Wenn am frühen Morgen die Nebelschwaden über den Lotusteichen hängen und die ersten Sonnenstrahlen die Gesichter der Buddha-Statuen vergolden, zeigt der Historische Park Sukhothai (Sukhothai Historical Park, sinngemäß „Glückliche Morgenröte“) seine leise, fast meditative Magie. Zwischen verfallenen Ziegelstupas, steinernen Säulenreihen und spiegelnden Wassergräben lässt sich hier in Sukhothai, Thailand, eine vergangene Königshauptstadt Schritt für Schritt neu entdecken – fernab der Hektik moderner Metropolen.

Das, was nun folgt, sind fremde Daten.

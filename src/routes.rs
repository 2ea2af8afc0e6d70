use axum::{
    http::HeaderValue,
    middleware,
    routing::{get, post, put},
    Router,
};
use tower::ServiceBuilder;
use tower_http::{
    cors::{AllowOrigin, Any, CorsLayer},
    limit::RequestBodyLimitLayer,
    trace::TraceLayer,
};

use crate::config::{AppConfig, Environment};
use crate::handlers::{protected, public};
use crate::middleware::jwt_auth_middleware;
use crate::state::AppState;

/// Full application router: public routes, protected /api routes and global layers
pub fn app(state: AppState, config: &AppConfig) -> Router {
    let protected = Router::new()
        .merge(auth_routes())
        .merge(plan_routes())
        .merge(daily_plan_routes())
        .merge(budget_routes())
        .merge(location_routes())
        .merge(user_routes())
        .merge(friend_routes())
        .route_layer(middleware::from_fn_with_state(state.clone(), jwt_auth_middleware));

    let router = Router::new()
        // Public
        .route("/", get(public::root))
        .route("/health", get(public::health))
        .route("/api/users/nickname-check", get(public::nickname_check))
        // Protected API
        .merge(protected)
        .with_state(state)
        .layer(RequestBodyLimitLayer::new(config.api.max_request_size_bytes));

    let router = match cors_layer(config) {
        Some(cors) => router.layer(cors),
        None => router,
    };

    if config.api.enable_request_logging {
        router.layer(ServiceBuilder::new().layer(TraceLayer::new_for_http()))
    } else {
        router
    }
}

fn cors_layer(config: &AppConfig) -> Option<CorsLayer> {
    if !config.security.enable_cors {
        return None;
    }

    if matches!(config.environment, Environment::Development) {
        return Some(CorsLayer::permissive());
    }

    let origins: Vec<HeaderValue> = config
        .security
        .cors_origins
        .iter()
        .filter_map(|origin| match origin.parse() {
            Ok(value) => Some(value),
            Err(_) => {
                tracing::warn!("Ignoring invalid CORS origin: {}", origin);
                None
            }
        })
        .collect();

    Some(CorsLayer::new().allow_origin(AllowOrigin::list(origins)).allow_methods(Any).allow_headers(Any))
}

fn auth_routes() -> Router<AppState> {
    use protected::auth;

    Router::new().route("/api/auth/whoami", get(auth::whoami))
}

fn plan_routes() -> Router<AppState> {
    use protected::plans;

    Router::new()
        .route("/api/plans", post(plans::plan_post).get(plans::plan_list))
        .route("/api/plans/:plan_id", get(plans::plan_get).delete(plans::plan_delete))
        .route("/api/plans/:plan_id/members", post(plans::member_post))
}

fn daily_plan_routes() -> Router<AppState> {
    use protected::daily_plans;

    Router::new()
        .route(
            "/api/plans/:plan_id/daily-plans",
            post(daily_plans::daily_plan_generate).get(daily_plans::daily_plan_list),
        )
        .route(
            "/api/plans/:plan_id/daily-plans/:daily_plan_id",
            get(daily_plans::daily_plan_get)
                .put(daily_plans::daily_plan_put)
                .delete(daily_plans::daily_plan_delete),
        )
}

fn budget_routes() -> Router<AppState> {
    use protected::budgets;

    Router::new()
        .route(
            "/api/plans/:plan_id/budgets",
            post(budgets::budget_post).get(budgets::budget_list),
        )
        .route(
            "/api/plans/:plan_id/budgets/:budget_id",
            get(budgets::budget_get)
                .put(budgets::budget_put)
                .delete(budgets::budget_delete),
        )
}

fn user_routes() -> Router<AppState> {
    use protected::users;

    Router::new()
        .route("/api/users/me", get(users::me_get))
        .route("/api/users/me/nickname", put(users::nickname_put))
        .route("/api/users/:user_id", get(users::user_get))
}

fn friend_routes() -> Router<AppState> {
    use protected::friends;

    Router::new()
        .route("/api/friends", get(friends::friend_list))
        .route(
            "/api/friends/requests",
            post(friends::request_post).get(friends::request_list),
        )
        .route("/api/friends/requests/accept", post(friends::request_accept))
        .route("/api/friends/requests/reject", post(friends::request_reject))
}

fn location_routes() -> Router<AppState> {
    use protected::locations;

    Router::new()
        .route("/api/locations", post(locations::location_post).get(locations::location_list))
        .route(
            "/api/locations/:location_id",
            get(locations::location_get)
                .put(locations::location_put)
                .delete(locations::location_delete),
        )
}

#[cfg(test)]
mod tests {
    use super::*;
    use crate::auth::{generate_jwt, Claims};
    use crate::state::State;
    use axum::body::{to_bytes, Body};
    use axum::http::{header, Method, Request, StatusCode};
    use serde_json::{json, Value};
    use tower::ServiceExt;
    use uuid::Uuid;

    fn token_for(config: &AppConfig, username: &str) -> String {
        generate_jwt(&Claims::new(Uuid::new_v4(), username, 1), &config.security.jwt_secret).unwrap()
    }

    fn test_app() -> (Router, String) {
        let config = AppConfig::development();
        let token = token_for(&config, "mina");
        (app(State::in_memory(&config), &config), token)
    }

    async fn send(app: &Router, method: Method, uri: &str, token: Option<&str>, body: Option<Value>) -> (StatusCode, Value) {
        let mut request = Request::builder().method(method).uri(uri);
        if let Some(token) = token {
            request = request.header(header::AUTHORIZATION, format!("Bearer {}", token));
        }
        let request = match body {
            Some(body) => request
                .header(header::CONTENT_TYPE, "application/json")
                .body(Body::from(body.to_string()))
                .unwrap(),
            None => request.body(Body::empty()).unwrap(),
        };

        let response = app.clone().oneshot(request).await.unwrap();
        let status = response.status();
        let bytes = to_bytes(response.into_body(), usize::MAX).await.unwrap();
        let value = serde_json::from_slice(&bytes).unwrap_or(Value::Null);
        (status, value)
    }

    #[tokio::test]
    async fn api_requires_bearer_token() {
        let (app, _) = test_app();

        let (status, body) = send(&app, Method::GET, "/api/plans", None, None).await;
        assert_eq!(status, StatusCode::UNAUTHORIZED);
        assert_eq!(body["message"], "Missing Authorization header");

        let (status, _) = send(&app, Method::GET, "/health", None, None).await;
        assert_eq!(status, StatusCode::OK);
    }

    #[tokio::test]
    async fn plan_then_daily_plans() {
        let (app, token) = test_app();

        let (status, created) = send(
            &app,
            Method::POST,
            "/api/plans",
            Some(&token),
            Some(json!({ "title": "Busan", "start_date": "2025-06-01", "end_date": "2025-06-03" })),
        )
        .await;
        assert_eq!(status, StatusCode::CREATED);
        let plan_id = created["data"]["id"].as_str().unwrap().to_string();

        let uri = format!("/api/plans/{}/daily-plans", plan_id);
        let (status, generated) = send(&app, Method::POST, &uri, Some(&token), None).await;
        assert_eq!(status, StatusCode::CREATED);
        assert_eq!(generated["data"].as_array().map(Vec::len), Some(4));
        assert_eq!(generated["data"][0], json!({ "date": "2025-06-01", "trip_day_number": 0 }));

        let (status, body) = send(&app, Method::POST, &uri, Some(&token), None).await;
        assert_eq!(status, StatusCode::CONFLICT);
        assert_eq!(body["code"], "CONFLICT");
    }

    #[tokio::test]
    async fn daily_plans_hidden_from_non_members() {
        let (app, token) = test_app();
        let stranger = token_for(&AppConfig::development(), "stranger");

        let (_, created) = send(
            &app,
            Method::POST,
            "/api/plans",
            Some(&token),
            Some(json!({ "title": "Gangneung", "start_date": "2025-06-01", "end_date": "2025-06-02" })),
        )
        .await;
        let plan_id = created["data"]["id"].as_str().unwrap().to_string();
        let uri = format!("/api/plans/{}/daily-plans", plan_id);
        let (_, generated) = send(&app, Method::POST, &uri, Some(&token), None).await;
        assert_eq!(generated["data"].as_array().map(Vec::len), Some(3));

        let (status, listed) = send(&app, Method::GET, &uri, Some(&token), None).await;
        assert_eq!(status, StatusCode::OK);
        let row_id = listed["data"][0]["id"].as_str().unwrap().to_string();
        let row_uri = format!("{}/{}", uri, row_id);

        let (status, body) = send(&app, Method::GET, &uri, Some(&stranger), None).await;
        assert_eq!(status, StatusCode::FORBIDDEN);
        assert_eq!(body["code"], "FORBIDDEN");
        let (status, _) = send(&app, Method::GET, &row_uri, Some(&stranger), None).await;
        assert_eq!(status, StatusCode::FORBIDDEN);

        let (status, _) = send(&app, Method::GET, &row_uri, Some(&token), None).await;
        assert_eq!(status, StatusCode::OK);
    }

    #[tokio::test]
    async fn nickname_check_is_public() {
        let (app, token) = test_app();

        let (status, body) = send(&app, Method::GET, "/api/users/nickname-check?nickname=mina", None, None).await;
        assert_eq!(status, StatusCode::OK);
        assert_eq!(body["data"], true);

        let (status, _) = send(
            &app,
            Method::PUT,
            "/api/users/me/nickname",
            Some(&token),
            Some(json!({ "nickname": "mina" })),
        )
        .await;
        assert_eq!(status, StatusCode::OK);

        let (_, body) = send(&app, Method::GET, "/api/users/nickname-check?nickname=mina", None, None).await;
        assert_eq!(body["data"], false);

        // the rest of /api/users stays behind the token
        let (status, _) = send(&app, Method::GET, "/api/users/me", None, None).await;
        assert_eq!(status, StatusCode::UNAUTHORIZED);
    }

    #[tokio::test]
    async fn malformed_ids_are_rejected() {
        let (app, token) = test_app();
        let (status, _) = send(&app, Method::GET, "/api/plans/not-a-uuid", Some(&token), None).await;
        assert_eq!(status, StatusCode::BAD_REQUEST);
    }
}
use chrono::{NaiveDate, Utc};
use serde::Deserialize;
use std::sync::Arc;
use tracing::{error, info, warn};
use uuid::Uuid;

use crate::auth::AuthUser;
use crate::database::models::{DailySchedule, ScheduleDraft, ScheduleSlot, TripPlan};
use crate::database::repository::{BatchInsert, DailyScheduleRepository, TripPlanRepository};
use crate::database::DatabaseError;

#[derive(Debug, thiserror::Error)]
pub enum ScheduleError {
    #[error("Trip plan not found: {0}")]
    PlanNotFound(Uuid),
    #[error("Daily plan not found: {0}")]
    ScheduleNotFound(Uuid),
    #[error("Daily plan {schedule_id} does not belong to trip plan {plan_id}")]
    ScheduleNotInPlan { plan_id: Uuid, schedule_id: Uuid },
    #[error("Daily plans already exist for trip plan {0}")]
    ScheduleAlreadyExists(Uuid),
    #[error("Only the plan owner may change its daily plans")]
    AccessDenied,
    #[error("Daily plan {0} has been deleted")]
    ScheduleRetired(Uuid),
    #[error("Trip day number must be zero or greater, got {0}")]
    InvalidDayNumber(i32),
    #[error("Database error: {0}")]
    Database(#[from] DatabaseError),
}

/// New values for one daily plan row
#[derive(Debug, Clone, Deserialize)]
pub struct ScheduleUpdate {
    pub date: NaiveDate,
    pub trip_day_number: i32,
}

/// Overview row (day 0 on the start date) followed by one row per calendar day,
/// both endpoints included. Empty when `start` is after `end`.
pub fn schedule_drafts(start: NaiveDate, end: NaiveDate) -> Vec<ScheduleDraft> {
    if start > end {
        return Vec::new();
    }

    let mut drafts = vec![ScheduleDraft { date: start, trip_day_number: 0 }];
    drafts.extend(
        start
            .iter_days()
            .take_while(|date| *date <= end)
            .zip(1..)
            .map(|(date, trip_day_number)| ScheduleDraft { date, trip_day_number }),
    );
    drafts
}

/// Owns the daily plan rows of every trip plan: generation, lookup, edits and retirement
pub struct ScheduleService {
    plans: Arc<dyn TripPlanRepository>,
    schedules: Arc<dyn DailyScheduleRepository>,
}

impl ScheduleService {
    pub fn new(plans: Arc<dyn TripPlanRepository>, schedules: Arc<dyn DailyScheduleRepository>) -> Self {
        Self { plans, schedules }
    }

    /// Create the full set of daily plans for a trip plan in one batch
    pub async fn generate(&self, plan_id: Uuid, caller: &AuthUser) -> Result<Vec<ScheduleSlot>, ScheduleError> {
        info!("Daily plan generation requested: plan_id={}, user={}", plan_id, caller.username);

        let plan = self.find_plan(plan_id).await?;
        ensure_owner(&plan, caller)?;

        let drafts = schedule_drafts(plan.start_date, plan.end_date);
        let inserted = match self.schedules.insert_batch_if_absent(plan_id, &drafts).await {
            Ok(BatchInsert::Inserted(rows)) => rows,
            Ok(BatchInsert::AlreadyExists) => {
                error!("Daily plan generation failed: plan_id={} already has daily plans", plan_id);
                return Err(ScheduleError::ScheduleAlreadyExists(plan_id));
            }
            Err(DatabaseError::NotFound(_)) => return Err(ScheduleError::PlanNotFound(plan_id)),
            Err(e) => return Err(e.into()),
        };

        match inserted.first() {
            Some(first) => info!(
                "Daily plans generated: plan_id={}, first_id={}, count={}",
                plan_id,
                first.id,
                inserted.len()
            ),
            None => warn!("Daily plan generation stored no rows: plan_id={}", plan_id),
        }

        Ok(inserted.iter().map(DailySchedule::slot).collect())
    }

    /// Every row of the plan, retired ones included
    pub async fn list(&self, plan_id: Uuid) -> Result<Vec<DailySchedule>, ScheduleError> {
        self.find_plan(plan_id).await?;
        let rows = self.schedules.find_all_by_plan(plan_id).await?;
        info!("Daily plans listed: plan_id={}, count={}", plan_id, rows.len());
        Ok(rows)
    }

    pub async fn get(&self, plan_id: Uuid, schedule_id: Uuid) -> Result<DailySchedule, ScheduleError> {
        info!("Daily plan lookup: plan_id={}, daily_plan_id={}", plan_id, schedule_id);
        self.find_in_plan(plan_id, schedule_id).await
    }

    /// Overwrite date and day number. Contiguity with sibling rows is not re-checked.
    pub async fn update(
        &self,
        plan_id: Uuid,
        schedule_id: Uuid,
        change: ScheduleUpdate,
        caller: &AuthUser,
    ) -> Result<ScheduleSlot, ScheduleError> {
        info!("Daily plan update requested: plan_id={}, daily_plan_id={}", plan_id, schedule_id);

        let mut schedule = self.find_in_plan(plan_id, schedule_id).await?;
        let plan = self.find_plan(schedule.plan_id).await?;
        ensure_owner(&plan, caller)?;
        ensure_active(&schedule)?;

        if change.trip_day_number < 0 {
            return Err(ScheduleError::InvalidDayNumber(change.trip_day_number));
        }

        schedule.date = change.date;
        schedule.trip_day_number = change.trip_day_number;
        schedule.updated_at = Utc::now();
        if !self.schedules.update(&schedule).await? {
            // retired between the read and the write
            error!("Daily plan update failed: daily_plan_id={} is no longer active", schedule_id);
            return Err(ScheduleError::ScheduleRetired(schedule_id));
        }

        info!("Daily plan updated: plan_id={}, daily_plan_id={}", plan_id, schedule_id);
        Ok(schedule.slot())
    }

    /// Soft delete; the row stays readable by id
    pub async fn retire(&self, plan_id: Uuid, schedule_id: Uuid, caller: &AuthUser) -> Result<(), ScheduleError> {
        info!(
            "Daily plan delete requested: plan_id={}, daily_plan_id={}, user={}",
            plan_id, schedule_id, caller.username
        );

        let schedule = self.find_in_plan(plan_id, schedule_id).await?;
        let plan = self.find_plan(schedule.plan_id).await?;
        ensure_owner(&plan, caller)?;
        ensure_active(&schedule)?;

        if !self.schedules.soft_delete(schedule_id, Utc::now()).await? {
            error!("Daily plan delete failed: daily_plan_id={} is no longer active", schedule_id);
            return Err(ScheduleError::ScheduleRetired(schedule_id));
        }

        info!("Daily plan deleted: plan_id={}, daily_plan_id={}", plan_id, schedule_id);
        Ok(())
    }

    async fn find_plan(&self, plan_id: Uuid) -> Result<TripPlan, ScheduleError> {
        self.plans.find_by_id(plan_id).await?.ok_or_else(|| {
            error!("Trip plan lookup failed: plan_id={}", plan_id);
            ScheduleError::PlanNotFound(plan_id)
        })
    }

    /// Resolve a row and confirm it belongs to the given plan
    async fn find_in_plan(&self, plan_id: Uuid, schedule_id: Uuid) -> Result<DailySchedule, ScheduleError> {
        let schedule = self.schedules.find_by_id(schedule_id).await?.ok_or_else(|| {
            error!("Daily plan lookup failed: daily_plan_id={} does not exist", schedule_id);
            ScheduleError::ScheduleNotFound(schedule_id)
        })?;

        if schedule.plan_id != plan_id {
            error!(
                "Daily plan lookup failed: daily_plan_id={} is not part of plan_id={}",
                schedule_id, plan_id
            );
            return Err(ScheduleError::ScheduleNotInPlan { plan_id, schedule_id });
        }
        Ok(schedule)
    }
}

fn ensure_owner(plan: &TripPlan, caller: &AuthUser) -> Result<(), ScheduleError> {
    if plan.is_owner(caller.user_id) {
        return Ok(());
    }
    error!(
        "Unauthorized daily plan change: plan_id={}, user={}",
        plan.id, caller.username
    );
    Err(ScheduleError::AccessDenied)
}

fn ensure_active(schedule: &DailySchedule) -> Result<(), ScheduleError> {
    if schedule.is_active() {
        Ok(())
    } else {
        Err(ScheduleError::ScheduleRetired(schedule.id))
    }
}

Historischer Park Sukhothai: Das ikonische Wahrzeichen von Sukhothai

Der Historische Park Sukhothai ist das wohl ikonischste Wahrzeichen der gleichnamigen Provinz Sukhothai in Nordthailand und gehört zu den wichtigsten archäologischen Stätten des Landes. Auf einem weitläufigen Gelände mit Tempelruinen, Stadtmauern, Wasserbecken und königlichen Relikten liegen die Überreste der Hauptstadt des historischen Sukhothai-Königreichs, das als eine der Wiegen der thailändischen Kultur gilt. Für Reisende aus Deutschland ist diese Stätte eine seltene Gelegenheit, in eine Epoche einzutauchen, die lange vor der Entstehung des modernen Nationalstaats Thailand und auch lange vor der Gründung des Deutschen Kaiserreichs im 19. Jahrhundert lag.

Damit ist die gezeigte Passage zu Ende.